The Biggest And Brightest Supermoon In Over 70 Years Is Coming
Is it just me or does it seem like there have been a lot more supermoon instances lately? I honestly don’t remember all of these supermoons growing up, but then again my brother and I had a pretty early bedtime, so who knows?
This year we’ve been lucky because the full moons this month, last month, and next month all happened when the moon is at its closest point of approach in its orbit around Earth, which makes them all supermoons. They generally look about 15% larger and 30% brighter than other full moons.
Supermoon is not actually the technical term for these occurrences, but rather a name astrologers came up with. The true term astronomers use is perigee full moon.

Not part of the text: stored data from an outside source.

use dialoguer::{Confirm, Input, Select};
use strsim::jaro_winkler;

use crate::catalog::Catalog;
use crate::error::{CalorieError, Result};
use crate::models::{BodyProfile, ExerciseInput, FoodEntry, Goal};
use crate::state::Session;

/// Prompt for body weight in kilograms.
pub fn prompt_weight_kg() -> Result<f64> {
    let input: String = Input::new()
        .with_prompt("Weight (kg)")
        .default("0".to_string())
        .interact_text()?;

    input
        .parse()
        .map_err(|_| CalorieError::InvalidInput("Invalid number".to_string()))
}

/// Prompt for body height in centimeters.
pub fn prompt_height_cm() -> Result<f64> {
    let input: String = Input::new()
        .with_prompt("Height (cm)")
        .default("0".to_string())
        .interact_text()?;

    input
        .parse()
        .map_err(|_| CalorieError::InvalidInput("Invalid number".to_string()))
}

/// Prompt for exercise duration in minutes.
pub fn prompt_exercise_minutes() -> Result<f64> {
    let input: String = Input::new()
        .with_prompt("Exercise duration (minutes)")
        .default("0".to_string())
        .interact_text()?;

    input
        .parse()
        .map_err(|_| CalorieError::InvalidInput("Invalid number".to_string()))
}

/// Prompt for the weight goal.
pub fn prompt_goal() -> Result<Goal> {
    let options = [Goal::Gain.label(), Goal::Lose.label()];

    let selection = Select::new()
        .with_prompt("Goal")
        .items(&options)
        .default(0)
        .interact()?;

    Ok(if selection == 1 { Goal::Lose } else { Goal::Gain })
}

/// Prompt for a quantity in the food's unit.
///
/// Returns the raw text; the engine decides whether to accept it.
pub fn prompt_quantity(food: &FoodEntry) -> Result<String> {
    let input: String = Input::new()
        .with_prompt(format!("{} quantity ({})", food.name, food.unit))
        .allow_empty(true)
        .interact_text()?;

    Ok(input)
}

/// Prompt for yes/no confirmation.
pub fn prompt_yes_no(prompt: &str, default: bool) -> Result<bool> {
    Ok(Confirm::new()
        .with_prompt(prompt)
        .default(default)
        .interact()?)
}

/// Collect selections by typed food name, with fuzzy matching.
///
/// Quantity text flows untouched into the session; invalid entries are
/// dropped without comment, exactly as a quantity box that never
/// registered.
pub fn collect_selections(catalog: &Catalog, session: &mut Session) -> Result<()> {
    loop {
        let input: String = Input::new()
            .with_prompt("Enter a food name (or press Enter to finish)")
            .allow_empty(true)
            .interact_text()?;

        let input = input.trim();
        if input.is_empty() {
            break;
        }

        let Some(name) = resolve_food_name(catalog, input)? else {
            continue;
        };

        // resolve_food_name only returns names present in the catalog
        if let Some(entry) = catalog.find_entry(&name) {
            let quantity = prompt_quantity(entry)?;
            session.record(&name, &quantity);
        }
    }

    Ok(())
}

/// Walk every catalog food, prompting a quantity for each.
///
/// Empty input skips the food; invalid quantities are dropped silently.
pub fn collect_selections_walk(catalog: &Catalog, session: &mut Session) -> Result<()> {
    for food in &catalog.foods {
        let quantity = prompt_quantity(food)?;
        if quantity.trim().is_empty() {
            continue;
        }
        session.record(&food.name, &quantity);
    }

    Ok(())
}

/// Collect goal, body measurements, and exercise duration.
pub fn collect_body_inputs(session: &mut Session) -> Result<()> {
    session.set_goal(prompt_goal()?);
    session.set_profile(BodyProfile {
        weight_kg: prompt_weight_kg()?,
        height_cm: prompt_height_cm()?,
    });
    session.set_exercise(ExerciseInput {
        duration_minutes: prompt_exercise_minutes()?,
    });

    Ok(())
}

/// Resolve typed input to a catalog food name.
///
/// Exact match first, then case-insensitive, then fuzzy suggestions with
/// confirm/select disambiguation.
fn resolve_food_name(catalog: &Catalog, input: &str) -> Result<Option<String>> {
    if let Some(entry) = catalog.find_entry(input) {
        return Ok(Some(entry.name.clone()));
    }

    if let Some(entry) = catalog
        .foods
        .iter()
        .find(|f| f.name.eq_ignore_ascii_case(input))
    {
        return Ok(Some(entry.name.clone()));
    }

    let mut candidates: Vec<(&FoodEntry, f64)> = catalog
        .foods
        .iter()
        .map(|f| (f, jaro_winkler(&f.name.to_lowercase(), &input.to_lowercase())))
        .filter(|(_, score)| *score > 0.7)
        .collect();

    candidates.sort_by(|a, b| b.1.partial_cmp(&a.1).unwrap_or(std::cmp::Ordering::Equal));

    if candidates.is_empty() {
        println!("No matching food found for '{}'", input);
        return Ok(None);
    }

    if candidates.len() == 1 {
        let entry = candidates[0].0;
        let confirm = Confirm::new()
            .with_prompt(format!("Did you mean '{}'?", entry.name))
            .default(true)
            .interact()?;

        return Ok(confirm.then(|| entry.name.clone()));
    }

    // Multiple matches - let the user select
    let options: Vec<String> = candidates
        .iter()
        .take(5)
        .map(|(f, _)| f.name.clone())
        .collect();

    let mut selection_options = options.clone();
    selection_options.push("None of these".to_string());

    let selection = Select::new()
        .with_prompt("Which did you mean?")
        .items(&selection_options)
        .default(0)
        .interact()?;

    Ok(options.get(selection).cloned())
}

Last month’s supermoon took place on the 16th of October, and November’s supermoon is expected to peak on the 13th – 14th. This one is a bigger deal than normal though, it’s a ‘record breaking’ moon, as it will be the biggest and brightest supermoon since 1948.
NASA estimates the next time a full moon gets this close to Earth will be November 25th, 2034.
If you want to catch a glimpse of this month’s supermoon, earthsky.org provides the exact time of full moon for North American time zones: “the moon will reach the crest of its full phase on November 14 at 1352 UTC. That translates to 9:52 a.m. AST, 8:52 a.m. EST, 7:52 a.m. CST, 6:52 a.m. MST, 5:52 a.m. PST.”
But if you can’t get outside at the specified time for your area, no worries, “The moon will look plenty full and bright all night long on both nights – November 13 and 14 – as it rises in the east around sunset, climbs highest up around midnight, and then sets in the west at or near sunset,” according to EarthSky.
Will you keep your kids up late, or wake them up early to see this month’s supermoon? Keep in mind the next one that happens, they’ll be 18 years older (and so will you!).